BRIEF:
From the first line to the last, print the data exactly as written.

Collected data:
>>

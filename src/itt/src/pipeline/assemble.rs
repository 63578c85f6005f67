//! Merge stage: duplicate handling and dataset assembly
//!
//! Abilities sharing a slug are folded into one record. Items and buildings
//! sharing a normalized name, and units sharing a normalized name and type,
//! keep the first record; references to a dropped item or building are rewritten to
//! the record that was kept.

use std::collections::{BTreeMap, HashMap};

use crate::extract::Extraction;
use crate::merge::{dedup_first_wins, merge_by_key};
use crate::model::{Ability, Building, ClassHierarchy, Item, Recipe, Unit, UnitType};
use crate::report::Report;
use crate::text::normalize_name;
use crate::xref::Linked;

use super::dataset::{Dataset, MetadataBundle};

/// Dropped slug -> kept slug for records that share a key
fn duplicate_remap<T, K>(
    entities: &[T],
    key: impl Fn(&T) -> K,
    slug: impl Fn(&T) -> &str,
) -> HashMap<String, String>
where
    K: Eq + std::hash::Hash,
{
    let mut first: HashMap<K, &str> = HashMap::new();
    let mut remap = HashMap::new();
    for entity in entities {
        match first.get(&key(entity)) {
            Some(kept) => {
                remap.insert(slug(entity).to_string(), kept.to_string());
            }
            None => {
                first.insert(key(entity), slug(entity));
            }
        }
    }
    remap
}

fn rewrite(slug: &mut String, remap: &HashMap<String, String>) {
    if let Some(kept) = remap.get(slug.as_str()) {
        *slug = kept.clone();
    }
}

fn rewrite_all(slugs: &mut Vec<String>, remap: &HashMap<String, String>) {
    for slug in slugs.iter_mut() {
        rewrite(slug, remap);
    }
    let mut seen = Vec::with_capacity(slugs.len());
    slugs.retain(|s| {
        if seen.contains(s) {
            false
        } else {
            seen.push(s.clone());
            true
        }
    });
}

fn item_key(item: &Item) -> String {
    normalize_name(&item.name)
}

fn building_key(building: &Building) -> String {
    normalize_name(&building.name)
}

fn unit_key(unit: &Unit) -> (String, Option<UnitType>) {
    (normalize_name(&unit.name), unit.unit_type)
}

fn metadata(
    items: &[Item],
    abilities: &[Ability],
    linked_classes: &ClassHierarchy,
    extraction: &Extraction,
) -> MetadataBundle {
    let mut class_hierarchy: BTreeMap<String, Vec<String>> = linked_classes
        .base
        .iter()
        .map(|c| (c.slug.clone(), Vec::new()))
        .collect();
    for class in &linked_classes.derived {
        if let Some(parent) = &class.parent {
            class_hierarchy
                .entry(parent.clone())
                .or_default()
                .push(class.slug.clone());
        }
    }

    MetadataBundle {
        item_categories: items.iter().map(|i| (i.slug.clone(), i.category)).collect(),
        ability_categories: abilities
            .iter()
            .map(|a| (a.slug.clone(), a.category))
            .collect(),
        class_hierarchy,
        item_names: extraction.item_names.clone(),
        ability_ids: extraction.ability_ids.clone(),
        base_classes: extraction.base_classes.clone(),
        spellbooks: extraction.spell_lists.spellbooks.clone(),
    }
}

pub fn assemble(linked: Linked, extraction: &Extraction, report: &mut Report) -> Dataset {
    let Linked {
        items,
        abilities,
        units,
        buildings,
        recipes,
        classes,
        ..
    } = linked;

    let abilities: Vec<Ability> = merge_by_key(
        abilities.into_iter().map(|r| r.ability).collect(),
        |a: &Ability| a.slug.clone(),
    );

    let items: Vec<Item> = items.into_iter().map(|r| r.item).collect();
    let item_remap = duplicate_remap(&items, item_key, |i| i.slug.as_str());
    let building_remap = duplicate_remap(&buildings, building_key, |b| b.slug.as_str());

    let mut items = dedup_first_wins(items, "items", item_key, |i| i.slug.clone(), report);
    let mut buildings = dedup_first_wins(
        buildings,
        "buildings",
        building_key,
        |b| b.slug.clone(),
        report,
    );
    let mut units = dedup_first_wins(units, "units", unit_key, |u| u.slug.clone(), report);

    let mut recipes: Vec<Recipe> = recipes;
    for recipe in &mut recipes {
        rewrite(&mut recipe.output, &item_remap);
        rewrite_all(&mut recipe.ingredients, &item_remap);
        if let Some(at) = recipe.crafted_at.as_mut() {
            rewrite(at, &building_remap);
        }
    }
    let recipes = dedup_first_wins(
        recipes,
        "recipes",
        |r| r.output.clone(),
        |r| r.output.clone(),
        report,
    );

    for item in &mut items {
        rewrite_all(&mut item.recipe, &item_remap);
        if let Some(at) = item.crafted_at.as_mut() {
            rewrite(at, &building_remap);
        }
    }
    for building in &mut buildings {
        rewrite_all(&mut building.craftable_items, &item_remap);
    }
    for unit in &mut units {
        rewrite_all(&mut unit.craftable_items, &item_remap);
    }

    let metadata = metadata(&items, &abilities, &classes, extraction);

    tracing::info!(
        items = items.len(),
        abilities = abilities.len(),
        units = units.len(),
        buildings = buildings.len(),
        recipes = recipes.len(),
        "assembled dataset"
    );

    Dataset {
        items,
        abilities,
        units,
        buildings,
        recipes,
        classes,
        metadata,
    }
}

<<

FINISHED EXERCISE:
filename src/itt/src/pipeline/assemble.rs
repository 63578c85f6005f67
//! Merge stage: duplicate handling and dataset assembly
//!
//! Abilities sharing a slug are folded into one record. Items and buildings
//! sharing a normalized name, and units sharing a normalized name and type,
//! keep the first record; references to a dropped item or building are rewritten to
//! the record that was kept.

use std::collections::{BTreeMap, HashMap};

use crate::extract::Extraction;
use crate::merge::{dedup_first_wins, merge_by_key};
use crate::model::{Ability, Building, ClassHierarchy, Item, Recipe, Unit, UnitType};
use crate::report::Report;
use crate::text::normalize_name;
use crate::xref::Linked;

use super::dataset::{Dataset, MetadataBundle};

/// Dropped slug -> kept slug for records that share a key
fn duplicate_remap<T, K>(
    entities: &[T],
    key: impl Fn(&T) -> K,
    slug: impl Fn(&T) -> &str,
) -> HashMap<String, String>
where
    K: Eq + std::hash::Hash,
{
    let mut first: HashMap<K, &str> = HashMap::new();
    let mut remap = HashMap::new();
    for entity in entities {
        match first.get(&key(entity)) {
            Some(kept) => {
                remap.insert(slug(entity).to_string(), kept.to_string());
            }
            None => {
                first.insert(key(entity), slug(entity));
            }
        }
    }
    remap
}

fn rewrite(slug: &mut String, remap: &HashMap<String, String>) {
    if let Some(kept) = remap.get(slug.as_str()) {
        *slug = kept.clone();
    }
}

fn rewrite_all(slugs: &mut Vec<String>, remap: &HashMap<String, String>) {
    for slug in slugs.iter_mut() {
        rewrite(slug, remap);
    }
    let mut seen = Vec::with_capacity(slugs.len());
    slugs.retain(|s| {
        if seen.contains(s) {
            false
        } else {
            seen.push(s.clone());
            true
        }
    });
}

fn item_key(item: &Item) -> String {
    normalize_name(&item.name)
}

fn building_key(building: &Building) -> String {
    normalize_name(&building.name)
}

fn unit_key(unit: &Unit) -> (String, Option<UnitType>) {
    (normalize_name(&unit.name), unit.unit_type)
}

fn metadata(
    items: &[Item],
    abilities: &[Ability],
    linked_classes: &ClassHierarchy,
    extraction: &Extraction,
) -> MetadataBundle {
    let mut class_hierarchy: BTreeMap<String, Vec<String>> = linked_classes
        .base
        .iter()
        .map(|c| (c.slug.clone(), Vec::new()))
        .collect();
    for class in &linked_classes.derived {
        if let Some(parent) = &class.parent {
            class_hierarchy
                .entry(parent.clone())
                .or_default()
                .push(class.slug.clone());
        }
    }

    MetadataBundle {
        item_categories: items.iter().map(|i| (i.slug.clone(), i.category)).collect(),
        ability_categories: abilities
            .iter()
            .map(|a| (a.slug.clone(), a.category))
            .collect(),
        class_hierarchy,
        item_names: extraction.item_names.clone(),
        ability_ids: extraction.ability_ids.clone(),
        base_classes: extraction.base_classes.clone(),
        spellbooks: extraction.spell_lists.spellbooks.clone(),
    }
}

pub fn assemble(linked: Linked, extraction: &Extraction, report: &mut Report) -> Dataset {
    let Linked {
        items,
        abilities,
        units,
        buildings,
        recipes,
        classes,
        ..
    } = linked;

    let abilities: Vec<Ability> = merge_by_key(
        abilities.into_iter().map(|r| r.ability).collect(),
        |a: &Ability| a.slug.clone(),
    );

    let items: Vec<Item> = items.into_iter().map(|r| r.item).collect();
    let item_remap = duplicate_remap(&items, item_key, |i| i.slug.as_str());
    let building_remap = duplicate_remap(&buildings, building_key, |b| b.slug.as_str());

    let mut items = dedup_first_wins(items, "items", item_key, |i| i.slug.clone(), report);
    let mut buildings = dedup_first_wins(
        buildings,
        "buildings",
        building_key,
        |b| b.slug.clone(),
        report,
    );
    let mut units = dedup_first_wins(units, "units", unit_key, |u| u.slug.clone(), report);

    let mut recipes: Vec<Recipe> = recipes;
    for recipe in &mut recipes {
        rewrite(&mut recipe.output, &item_remap);
        rewrite_all(&mut recipe.ingredients, &item_remap);
        if let Some(at) = recipe.crafted_at.as_mut() {
            rewrite(at, &building_remap);
        }
    }
    let recipes = dedup_first_wins(
        recipes,
        "recipes",
        |r| r.output.clone(),
        |r| r.output.clone(),
        report,
    );

    for item in &mut items {
        rewrite_all(&mut item.recipe, &item_remap);
        if let Some(at) = item.crafted_at.as_mut() {
            rewrite(at, &building_remap);
        }
    }
    for building in &mut buildings {
        rewrite_all(&mut building.craftable_items, &item_remap);
    }
    for unit in &mut units {
        rewrite_all(&mut unit.craftable_items, &item_remap);
    }

    let metadata = metadata(&items, &abilities, &classes, extraction);

    tracing::info!(
        items = items.len(),
        abilities = abilities.len(),
        units = units.len(),
        buildings = buildings.len(),
        recipes = recipes.len(),
        "assembled dataset"
    );

    Dataset {
        items,
        abilities,
        units,
        buildings,
        recipes,
        classes,
        metadata,
    }
}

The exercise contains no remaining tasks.